Asia Pacific is on the verge of a new cycle, which can be summarised as the "3S-Cycle: Solid, Sustainable, but Slower," according to Ludovic Subran, chief economist, Euler Hermes.
Subran notes that Asia Pacific will continue to contribute strongly to the world’s GDP growth (50-60%) with 5 clusters of growth: “The OECDs” (Japan, South Korea); Greater China (China and hubs); the “ASEAN-5”; South Asia (India and its neighbors); and Oceania (Australia and New Zealand).

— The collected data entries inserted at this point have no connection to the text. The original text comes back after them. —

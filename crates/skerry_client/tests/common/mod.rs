//! Shared helpers for integration tests.
//!
//! `FakeNode` is an in-process data node speaking the binary KV protocol
//! over a real socket. Behavior is scriptable per opcode (fail, swallow) so
//! tests can drive retry, fan-out, and durability paths; several nodes can
//! share one document store to model a replicated vbucket.

#![allow(dead_code)]

use std::collections::{HashMap, VecDeque};
use std::net::SocketAddr;
use std::sync::atomic::{AtomicBool, AtomicU64, Ordering};
use std::sync::{Arc, Mutex};

use bytes::{Buf, BufMut, Bytes, BytesMut};
use futures_util::{SinkExt, StreamExt};
use tokio::net::{TcpListener, TcpStream};
use tokio_util::codec::Framed;

use skerry_client::protocol::{self, opcode, RequestPacket, ResponsePacket, ServerCodec, Status};
use skerry_client::{ClusterMapConfig, NodeCapabilities, NodeConfig};

/// Vbucket uuid every fake node reports.
pub const FAKE_VBUUID: u64 = 0xB0B0_CAFE;

/// One stored document.
#[derive(Clone, Debug)]
pub struct Doc {
    pub value: Vec<u8>,
    pub flags: u32,
    pub cas: u64,
    pub datatype: u8,
    pub seqno: u64,
}

/// Cluster-wide document state, shareable between nodes acting as replicas
/// of each other: documents plus the CAS and sequence counters, which the
/// protocol treats as vbucket-scoped rather than node-scoped.
pub struct SharedState {
    docs: Mutex<HashMap<Vec<u8>, Doc>>,
    cas: AtomicU64,
    seq: AtomicU64,
}

pub type SharedStore = Arc<SharedState>;

pub fn new_store() -> SharedStore {
    Arc::new(SharedState {
        docs: Mutex::new(HashMap::new()),
        cas: AtomicU64::new(1000),
        seq: AtomicU64::new(0),
    })
}

#[derive(Default)]
struct Behavior {
    fail: Mutex<HashMap<u8, VecDeque<Status>>>,
    swallow: Mutex<HashMap<u8, u32>>,
    never_persist: AtomicBool,
    mutation_tokens: AtomicBool,
    collections: AtomicBool,
    collection_ids: Mutex<HashMap<String, u32>>,
}

struct NodeInner {
    store: SharedStore,
    behavior: Behavior,
    counters: Mutex<HashMap<u8, u64>>,
    last_keys: Mutex<HashMap<u8, Vec<u8>>>,
    last_frame_extras: Mutex<Vec<u8>>,
}

/// In-process fake data node.
pub struct FakeNode {
    pub addr: SocketAddr,
    inner: Arc<NodeInner>,
}

impl FakeNode {
    pub async fn spawn() -> FakeNode {
        FakeNode::spawn_shared(new_store()).await
    }

    /// Spawn a node serving the given (possibly shared) store.
    pub async fn spawn_shared(store: SharedStore) -> FakeNode {
        let listener = TcpListener::bind("127.0.0.1:0")
            .await
            .expect("bind fake node");
        let addr = listener.local_addr().expect("local addr");
        let inner = Arc::new(NodeInner {
            store,
            behavior: Behavior {
                mutation_tokens: AtomicBool::new(true),
                ..Behavior::default()
            },
            counters: Mutex::new(HashMap::new()),
            last_keys: Mutex::new(HashMap::new()),
            last_frame_extras: Mutex::new(Vec::new()),
        });
        let accept_inner = inner.clone();
        tokio::spawn(async move {
            loop {
                let Ok((socket, _)) = listener.accept().await else {
                    return;
                };
                let conn_inner = accept_inner.clone();
                tokio::spawn(serve_conn(socket, conn_inner));
            }
        });
        FakeNode { addr, inner }
    }

    /// Respond to the next `times` requests of `op` with `status`.
    pub fn fail_times(&self, op: u8, status: Status, times: usize) {
        let mut fail = self.inner.behavior.fail.lock().unwrap();
        let queue = fail.entry(op).or_default();
        for _ in 0..times {
            queue.push_back(status);
        }
    }

    pub fn fail_next(&self, op: u8, status: Status) {
        self.fail_times(op, status, 1);
    }

    /// Read and ignore the next `times` requests of `op`.
    pub fn swallow_next(&self, op: u8, times: u32) {
        *self.inner.behavior.swallow.lock().unwrap().entry(op).or_insert(0) += times;
    }

    /// Stop acknowledging persistence (observe never reports persisted).
    pub fn set_never_persist(&self, on: bool) {
        self.inner.behavior.never_persist.store(on, Ordering::Relaxed);
    }

    pub fn set_mutation_tokens(&self, on: bool) {
        self.inner.behavior.mutation_tokens.store(on, Ordering::Relaxed);
    }

    /// Expect collection-id prefixes on document keys.
    pub fn enable_collections(&self) {
        self.inner.behavior.collections.store(true, Ordering::Relaxed);
    }

    pub fn set_collection_id(&self, path: &str, cid: u32) {
        self.inner
            .behavior
            .collection_ids
            .lock()
            .unwrap()
            .insert(path.to_string(), cid);
    }

    /// Number of requests received for an opcode.
    pub fn received(&self, op: u8) -> u64 {
        self.inner
            .counters
            .lock()
            .unwrap()
            .get(&op)
            .copied()
            .unwrap_or(0)
    }

    /// Raw wire key of the most recent request for an opcode.
    pub fn last_key(&self, op: u8) -> Option<Vec<u8>> {
        self.inner.last_keys.lock().unwrap().get(&op).cloned()
    }

    /// Frame-extras of the most recent alt request.
    pub fn last_frame_extras(&self) -> Vec<u8> {
        self.inner.last_frame_extras.lock().unwrap().clone()
    }

    /// Direct read of a stored document by logical key.
    pub fn doc(&self, key: &[u8]) -> Option<Doc> {
        self.inner.store.docs.lock().unwrap().get(key).cloned()
    }
}

async fn serve_conn(socket: TcpStream, inner: Arc<NodeInner>) {
    let mut framed = Framed::new(socket, ServerCodec);
    while let Some(Ok(req)) = framed.next().await {
        {
            *inner.counters.lock().unwrap().entry(req.opcode).or_insert(0) += 1;
            inner
                .last_keys
                .lock()
                .unwrap()
                .insert(req.opcode, req.key.to_vec());
            if !req.frame_extras.is_empty() {
                *inner.last_frame_extras.lock().unwrap() = req.frame_extras.to_vec();
            }
        }
        if take_swallow(&inner, req.opcode) {
            continue;
        }
        let resp = match take_failure(&inner, req.opcode) {
            Some(status) => {
                let mut resp = ResponsePacket::new(req.opcode, status);
                resp.opaque = req.opaque;
                resp
            }
            None => handle_request(&inner, &req),
        };
        if framed.send(resp).await.is_err() {
            return;
        }
    }
}

fn take_swallow(inner: &NodeInner, op: u8) -> bool {
    let mut swallow = inner.behavior.swallow.lock().unwrap();
    match swallow.get_mut(&op) {
        Some(count) if *count > 0 => {
            *count -= 1;
            true
        }
        _ => false,
    }
}

fn take_failure(inner: &NodeInner, op: u8) -> Option<Status> {
    inner
        .behavior
        .fail
        .lock()
        .unwrap()
        .get_mut(&op)
        .and_then(VecDeque::pop_front)
}

/// Strip the collection-id prefix when the node runs in collections mode.
fn doc_key(inner: &NodeInner, wire_key: &[u8]) -> Vec<u8> {
    if inner.behavior.collections.load(Ordering::Relaxed) {
        if let Some((_cid, rest)) = protocol::split_collection_id(wire_key) {
            return rest.to_vec();
        }
    }
    wire_key.to_vec()
}

fn token_extras(inner: &NodeInner, seqno: u64) -> Bytes {
    if !inner.behavior.mutation_tokens.load(Ordering::Relaxed) {
        return Bytes::new();
    }
    let mut extras = BytesMut::with_capacity(16);
    extras.put_u64(FAKE_VBUUID);
    extras.put_u64(seqno);
    extras.freeze()
}

fn handle_request(inner: &NodeInner, req: &RequestPacket) -> ResponsePacket {
    let mut resp = match req.opcode {
        opcode::GET | opcode::GET_AND_TOUCH | opcode::GET_LOCKED | opcode::GET_REPLICA => {
            let key = doc_key(inner, &req.key);
            match inner.store.docs.lock().unwrap().get(&key) {
                Some(doc) => {
                    let mut resp = ResponsePacket::new(req.opcode, Status::Success);
                    let mut extras = BytesMut::with_capacity(4);
                    extras.put_u32(doc.flags);
                    resp.extras = extras.freeze();
                    resp.datatype = doc.datatype;
                    resp.cas = doc.cas;
                    resp.value = Bytes::from(doc.value.clone());
                    resp
                }
                None => ResponsePacket::new(req.opcode, Status::KeyNotFound),
            }
        }
        opcode::SET | opcode::ADD | opcode::REPLACE | opcode::APPEND | opcode::PREPEND => {
            handle_store(inner, req)
        }
        opcode::DELETE => {
            let key = doc_key(inner, &req.key);
            let mut docs = inner.store.docs.lock().unwrap();
            match docs.get(&key) {
                None => ResponsePacket::new(req.opcode, Status::KeyNotFound),
                Some(doc) if req.cas != 0 && doc.cas != req.cas => {
                    ResponsePacket::new(req.opcode, Status::KeyExists)
                }
                Some(_) => {
                    docs.remove(&key);
                    let seqno = inner.store.seq.fetch_add(1, Ordering::Relaxed) + 1;
                    let mut resp = ResponsePacket::new(req.opcode, Status::Success);
                    resp.cas = inner.store.cas.fetch_add(1, Ordering::Relaxed) + 1;
                    resp.extras = token_extras(inner, seqno);
                    resp
                }
            }
        }
        opcode::OBSERVE => handle_observe(inner, req),
        opcode::OBSERVE_SEQNO => {
            let seq = inner.store.seq.load(Ordering::Relaxed);
            let persisted = if inner.behavior.never_persist.load(Ordering::Relaxed) {
                0
            } else {
                seq
            };
            let mut value = BytesMut::with_capacity(27);
            value.put_u8(0);
            value.put_u16(req.vbucket);
            value.put_u64(FAKE_VBUUID);
            value.put_u64(persisted);
            value.put_u64(seq);
            let mut resp = ResponsePacket::new(req.opcode, Status::Success);
            resp.value = value.freeze();
            resp
        }
        opcode::GET_COLLECTION_ID => {
            let path = String::from_utf8_lossy(&req.value).to_string();
            match inner.behavior.collection_ids.lock().unwrap().get(&path) {
                Some(cid) => {
                    let mut extras = BytesMut::with_capacity(12);
                    extras.put_u64(1);
                    extras.put_u32(*cid);
                    let mut resp = ResponsePacket::new(req.opcode, Status::Success);
                    resp.extras = extras.freeze();
                    resp
                }
                None => ResponsePacket::new(req.opcode, Status::UnknownCollection),
            }
        }
        opcode::VERSION => {
            let mut resp = ResponsePacket::new(req.opcode, Status::Success);
            resp.value = Bytes::from_static(b"fake-node/1.0");
            resp
        }
        _ => ResponsePacket::new(req.opcode, Status::Invalid),
    };
    resp.opaque = req.opaque;
    resp
}

fn handle_store(inner: &NodeInner, req: &RequestPacket) -> ResponsePacket {
    let key = doc_key(inner, &req.key);
    let mut docs = inner.store.docs.lock().unwrap();
    let existing = docs.get(&key).cloned();
    match req.opcode {
        opcode::ADD if existing.is_some() => {
            return ResponsePacket::new(req.opcode, Status::KeyExists)
        }
        opcode::REPLACE if existing.is_none() => {
            return ResponsePacket::new(req.opcode, Status::KeyNotFound)
        }
        opcode::APPEND | opcode::PREPEND if existing.is_none() => {
            return ResponsePacket::new(req.opcode, Status::NotStored)
        }
        _ => {}
    }
    if req.cas != 0 {
        match &existing {
            Some(doc) if doc.cas != req.cas => {
                return ResponsePacket::new(req.opcode, Status::KeyExists)
            }
            None => return ResponsePacket::new(req.opcode, Status::KeyNotFound),
            _ => {}
        }
    }
    let (flags, datatype, value) = match req.opcode {
        opcode::APPEND => {
            let base = existing.expect("checked above");
            let mut value = base.value.clone();
            value.extend_from_slice(&req.value);
            (base.flags, base.datatype, value)
        }
        opcode::PREPEND => {
            let base = existing.expect("checked above");
            let mut value = req.value.to_vec();
            value.extend_from_slice(&base.value);
            (base.flags, base.datatype, value)
        }
        _ => {
            let flags = if req.extras.len() >= 8 {
                u32::from_be_bytes(req.extras[0..4].try_into().unwrap())
            } else {
                0
            };
            (flags, req.datatype, req.value.to_vec())
        }
    };
    let cas = inner.store.cas.fetch_add(1, Ordering::Relaxed) + 1;
    let seqno = inner.store.seq.fetch_add(1, Ordering::Relaxed) + 1;
    docs.insert(
        key,
        Doc {
            value,
            flags,
            cas,
            datatype,
            seqno,
        },
    );
    let mut resp = ResponsePacket::new(req.opcode, Status::Success);
    resp.cas = cas;
    resp.extras = token_extras(inner, seqno);
    resp
}

fn handle_observe(inner: &NodeInner, req: &RequestPacket) -> ResponsePacket {
    let never_persist = inner.behavior.never_persist.load(Ordering::Relaxed);
    let mut body = &req.value[..];
    let mut out = BytesMut::new();
    while body.remaining() >= 4 {
        let vbucket = body.get_u16();
        let key_len = body.get_u16() as usize;
        if body.remaining() < key_len {
            break;
        }
        let wire_key = body.copy_to_bytes(key_len);
        let key = doc_key(inner, &wire_key);
        let (state, cas) = match inner.store.docs.lock().unwrap().get(&key) {
            Some(doc) if never_persist => (0x00u8, doc.cas),
            Some(doc) => (0x01u8, doc.cas),
            None => (0x80u8, 0),
        };
        out.put_u16(vbucket);
        out.put_u16(wire_key.len() as u16);
        out.extend_from_slice(&wire_key);
        out.put_u8(state);
        out.put_u64(cas);
    }
    let mut resp = ResponsePacket::new(req.opcode, Status::Success);
    resp.value = out.freeze();
    resp
}

/// Build a map document pointing at fake nodes.
pub fn map_config(
    rev: u64,
    nodes: &[&FakeNode],
    vbuckets: Vec<Vec<i32>>,
    capabilities: NodeCapabilities,
) -> ClusterMapConfig {
    ClusterMapConfig {
        rev,
        nodes: nodes
            .iter()
            .map(|node| NodeConfig {
                address: node.addr.to_string(),
                capabilities,
            })
            .collect(),
        vbuckets,
    }
}

/// A map where every vbucket has the same `[master, replicas...]` row.
pub fn uniform_vbuckets(n_vbuckets: usize, row: Vec<i32>) -> Vec<Vec<i32>> {
    vec![row; n_vbuckets]
}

While Asia will remain the world economic driver and China its main growth engine, Asia will be in low growth mode (+4.5% per year) compared to the past decade (5%), yet this growth will be more sustainable, with resilient intra-regional trade acting as a cushion for the region, according to Euler Hermes.
A smooth landing is expected for China, with GDP growth decelerating in 2014 to +7.5% year-on-year, on the back of a general slowdown in investment, according to Subran. There are concerns over the banking sector, with shadow banking flows expected to reach 34% of GDP in 2014, but the authorities have enough weapons to address the issue, and the main challenge will be reducing overinvestment.
Chinese imports are forecast to rise by more than US$210 billion in 2014, with demand in electronic components to be sustained, and energy to remain the second largest import sector. The impact of this growth in Chinese demand will be widespread, with Asia (in particular Japan, South Korea and Taiwan), the US, the Gulf Countries and Europe all set to benefit. Yet the high dependency on China might impose a drag on GDP growth in the event of a pronounced slow-down, particularly for the TOP5 ASEAN and Oceania.
In ASEAN, the outlooks for Singapore and Malaysia are positive. In Malaysia GDP growth is expected to accelerate to +4.6% in 2014 driven by rebound in export, with fiscal consolidation to continue to restore confidence and business investment to rise, but at a slow pace.
Exports from Malaysia are expected to grow by more than US$24 billion, with a quarter of this additional demand coming from China, and electronics and energy companies set to be the main beneficiaries.
Singapore’s GDP is expected to grow modestly in 2014 (+3.8% year-on-year), supported by modest recovery in global exports, which are expected to rise by more than US$65 billion in 2014, with Indonesia, Malaysia and China being the three key export markets and electronics, energy and chemicals being the key sectors.
Households in Singapore reflect strong fundamentals (low unemployment rates and rising earnings), which will ensure sustainable consumption.